(Activity): Which lines hold the string "inherited"? Copy each of them from the material below.

(Records to process):
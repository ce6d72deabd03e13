#![forbid(unsafe_code)]

//! Owned XML element tree with a deterministic renderer.
//!
//! Serialization never consults external state: the same tree always
//! renders to the same bytes. Namespace declarations are emitted on the
//! outermost element that needs them and inherited by descendants.

/// An attribute on an [`XmlNode`].
///
/// Plain attributes (`Algorithm`, `Id`, ...) carry no namespace. Namespaced
/// attributes keep their prefix so foreign markup survives a round trip.
#[derive(Debug, Clone, PartialEq, Eq)]
pub struct XmlAttr {
    pub prefix: Option<String>,
    pub ns: Option<String>,
    pub name: String,
    pub value: String,
}

/// A child of an [`XmlNode`].
#[derive(Debug, Clone, PartialEq, Eq)]
pub enum XmlChild {
    Element(XmlNode),
    Text(String),
    Comment(String),
}

/// An owned XML element: namespace, local name, ordered attributes and
/// ordered children.
#[derive(Debug, Clone, PartialEq, Eq)]
pub struct XmlNode {
    ns: Option<String>,
    prefix: Option<String>,
    local: String,
    attrs: Vec<XmlAttr>,
    children: Vec<XmlChild>,
}

impl XmlNode {
    /// Create an element under the given namespace and local name.
    pub fn new(ns: Option<&str>, prefix: Option<&str>, local: &str) -> Self {
        Self {
            ns: ns.map(str::to_owned),
            prefix: prefix.map(str::to_owned),
            local: local.to_owned(),
            attrs: Vec::new(),
            children: Vec::new(),
        }
    }

    /// Set an un-namespaced attribute. Attributes render in insertion order.
    pub fn set_attribute(&mut self, name: &str, value: &str) {
        self.attrs.push(XmlAttr {
            prefix: None,
            ns: None,
            name: name.to_owned(),
            value: value.to_owned(),
        });
    }

    /// Replace all children with a single text node.
    pub fn set_text(&mut self, text: &str) {
        self.children.clear();
        self.children.push(XmlChild::Text(text.to_owned()));
    }

    /// Append a child element.
    pub fn append(&mut self, child: XmlNode) {
        self.children.push(XmlChild::Element(child));
    }

    pub fn namespace(&self) -> Option<&str> {
        self.ns.as_deref()
    }

    pub fn local_name(&self) -> &str {
        &self.local
    }

    pub fn attribute(&self, name: &str) -> Option<&str> {
        self.attrs
            .iter()
            .find(|a| a.ns.is_none() && a.name == name)
            .map(|a| a.value.as_str())
    }

    pub fn attributes(&self) -> &[XmlAttr] {
        &self.attrs
    }

    pub fn children(&self) -> &[XmlChild] {
        &self.children
    }

    /// Direct child elements, in document order.
    pub fn child_elements(&self) -> impl Iterator<Item = &XmlNode> {
        self.children.iter().filter_map(|c| match c {
            XmlChild::Element(e) => Some(e),
            _ => None,
        })
    }

    /// Concatenated direct text content.
    pub fn text(&self) -> String {
        let mut out = String::new();
        for child in &self.children {
            if let XmlChild::Text(t) = child {
                out.push_str(t);
            }
        }
        out
    }

    /// Build an owned copy of a parsed element, preserving attributes and
    /// text/comment/element children in document order.
    pub fn from_node(node: roxmltree::Node<'_, '_>) -> Self {
        let ns = node.tag_name().namespace().map(str::to_owned);
        let prefix = ns
            .as_deref()
            .and_then(|uri| prefix_for(node, uri))
            .map(str::to_owned);

        let attrs = node
            .attributes()
            .map(|a| XmlAttr {
                prefix: a
                    .namespace()
                    .and_then(|uri| prefix_for(node, uri))
                    .map(str::to_owned),
                ns: a.namespace().map(str::to_owned),
                name: a.name().to_owned(),
                value: a.value().to_owned(),
            })
            .collect();

        let children = node
            .children()
            .filter_map(|c| {
                if c.is_element() {
                    Some(XmlChild::Element(Self::from_node(c)))
                } else if c.is_text() {
                    c.text().map(|t| XmlChild::Text(t.to_owned()))
                } else if c.is_comment() {
                    c.text().map(|t| XmlChild::Comment(t.to_owned()))
                } else {
                    None
                }
            })
            .collect();

        Self {
            ns,
            prefix,
            local: node.tag_name().name().to_owned(),
            attrs,
            children,
        }
    }

    /// Render this tree to an XML string.
    pub fn render(&self) -> String {
        let mut out = String::new();
        let mut scope: Vec<(String, String)> = Vec::new();
        self.render_into(&mut out, &mut scope);
        out
    }

    fn render_into(&self, out: &mut String, scope: &mut Vec<(String, String)>) {
        let depth = scope.len();

        let qname = match &self.prefix {
            Some(p) => format!("{p}:{}", self.local),
            None => self.local.clone(),
        };
        out.push('<');
        out.push_str(&qname);

        match &self.ns {
            Some(ns) => {
                let p = self.prefix.clone().unwrap_or_default();
                if bound(scope, &p) != Some(ns.as_str()) {
                    if p.is_empty() {
                        out.push_str(&format!(" xmlns=\"{}\"", escape_attr(ns)));
                    } else {
                        out.push_str(&format!(" xmlns:{p}=\"{}\"", escape_attr(ns)));
                    }
                    scope.push((p, ns.clone()));
                }
            }
            None => {
                // Undeclare an inherited default namespace.
                if bound(scope, "").is_some_and(|ns| !ns.is_empty()) {
                    out.push_str(" xmlns=\"\"");
                    scope.push((String::new(), String::new()));
                }
            }
        }

        for a in &self.attrs {
            if let (Some(p), Some(ns)) = (&a.prefix, &a.ns) {
                if p != "xml" && bound(scope, p) != Some(ns.as_str()) {
                    out.push_str(&format!(" xmlns:{p}=\"{}\"", escape_attr(ns)));
                    scope.push((p.clone(), ns.clone()));
                }
            }
        }

        for a in &self.attrs {
            out.push(' ');
            if let Some(p) = &a.prefix {
                out.push_str(p);
                out.push(':');
            }
            out.push_str(&a.name);
            out.push_str("=\"");
            out.push_str(&escape_attr(&a.value));
            out.push('"');
        }

        if self.children.is_empty() {
            out.push_str("/>");
        } else {
            out.push('>');
            for child in &self.children {
                match child {
                    XmlChild::Element(e) => e.render_into(out, scope),
                    XmlChild::Text(t) => out.push_str(&escape_text(t)),
                    XmlChild::Comment(t) => {
                        out.push_str("<!--");
                        out.push_str(t);
                        out.push_str("-->");
                    }
                }
            }
            out.push_str("</");
            out.push_str(&qname);
            out.push('>');
        }

        scope.truncate(depth);
    }
}

/// Resolve the prefix a namespace URI is bound to at `node`.
///
/// Returns `None` for the default namespace, so re-rendering keeps
/// unprefixed markup unprefixed.
fn prefix_for<'a>(node: roxmltree::Node<'a, '_>, uri: &str) -> Option<&'a str> {
    node.namespaces()
        .find(|n| n.uri() == uri)
        .and_then(|n| n.name())
}

fn bound<'a>(scope: &'a [(String, String)], prefix: &str) -> Option<&'a str> {
    scope
        .iter()
        .rev()
        .find(|(p, _)| p == prefix)
        .map(|(_, ns)| ns.as_str())
}

/// Escape text node content.
fn escape_text(s: &str) -> String {
    let mut out = String::with_capacity(s.len());
    for ch in s.chars() {
        match ch {
            '&' => out.push_str("&amp;"),
            '<' => out.push_str("&lt;"),
            '>' => out.push_str("&gt;"),
            '\r' => out.push_str("&#xD;"),
            _ => out.push(ch),
        }
    }
    out
}

/// Escape attribute values.
fn escape_attr(s: &str) -> String {
    let mut out = String::with_capacity(s.len());
    for ch in s.chars() {
        match ch {
            '&' => out.push_str("&amp;"),
            '<' => out.push_str("&lt;"),
            '"' => out.push_str("&quot;"),
            '\t' => out.push_str("&#x9;"),
            '\n' => out.push_str("&#xA;"),
            '\r' => out.push_str("&#xD;"),
            _ => out.push(ch),
        }
    }
    out
}

#[cfg(test)]
mod tests {
    use super::*;

    #[test]
    fn test_render_empty_element() {
        let e = XmlNode::new(Some("urn:test"), Some("t"), "Empty");
        assert_eq!(e.render(), "<t:Empty xmlns:t=\"urn:test\"/>");
    }

    #[test]
    fn test_render_text_and_attribute() {
        let mut e = XmlNode::new(Some("urn:test"), Some("t"), "Leaf");
        e.set_attribute("Id", "abc123");
        e.set_text("a<b&c");
        assert_eq!(
            e.render(),
            "<t:Leaf xmlns:t=\"urn:test\" Id=\"abc123\">a&lt;b&amp;c</t:Leaf>"
        );
    }

    #[test]
    fn test_namespace_declared_once() {
        let mut parent = XmlNode::new(Some("urn:test"), Some("t"), "Parent");
        parent.append(XmlNode::new(Some("urn:test"), Some("t"), "Child"));
        assert_eq!(
            parent.render(),
            "<t:Parent xmlns:t=\"urn:test\"><t:Child/></t:Parent>"
        );
    }

    #[test]
    fn test_foreign_child_declares_its_namespace() {
        let mut parent = XmlNode::new(Some("urn:a"), Some("a"), "P");
        parent.append(XmlNode::new(Some("urn:b"), Some("b"), "C"));
        assert_eq!(
            parent.render(),
            "<a:P xmlns:a=\"urn:a\"><b:C xmlns:b=\"urn:b\"/></a:P>"
        );
    }

    #[test]
    fn test_default_namespace() {
        let mut parent = XmlNode::new(Some("urn:a"), None, "P");
        parent.append(XmlNode::new(None, None, "C"));
        assert_eq!(parent.render(), "<P xmlns=\"urn:a\"><C xmlns=\"\"/></P>");
    }

    #[test]
    fn test_attribute_escaping() {
        let mut e = XmlNode::new(None, None, "E");
        e.set_attribute("v", "a\"b\nc");
        assert_eq!(e.render(), "<E v=\"a&quot;b&#xA;c\"/>");
    }

    #[test]
    fn test_from_node_round_trip() {
        let xml = "<t:Outer xmlns:t=\"urn:test\" Id=\"x\"><t:Inner>hi</t:Inner><!--note--></t:Outer>";
        let doc = roxmltree::Document::parse(xml).unwrap();
        let owned = XmlNode::from_node(doc.root_element());
        assert_eq!(owned.render(), xml);
    }

    #[test]
    fn test_from_node_preserves_default_namespace() {
        let xml = "<Outer xmlns=\"urn:test\"><Inner/></Outer>";
        let doc = roxmltree::Document::parse(xml).unwrap();
        let owned = XmlNode::from_node(doc.root_element());
        assert_eq!(owned.render(), xml);
    }
}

(Response box):
//! outermost element that needs them and inherited by descendants.
                // Undeclare an inherited default namespace.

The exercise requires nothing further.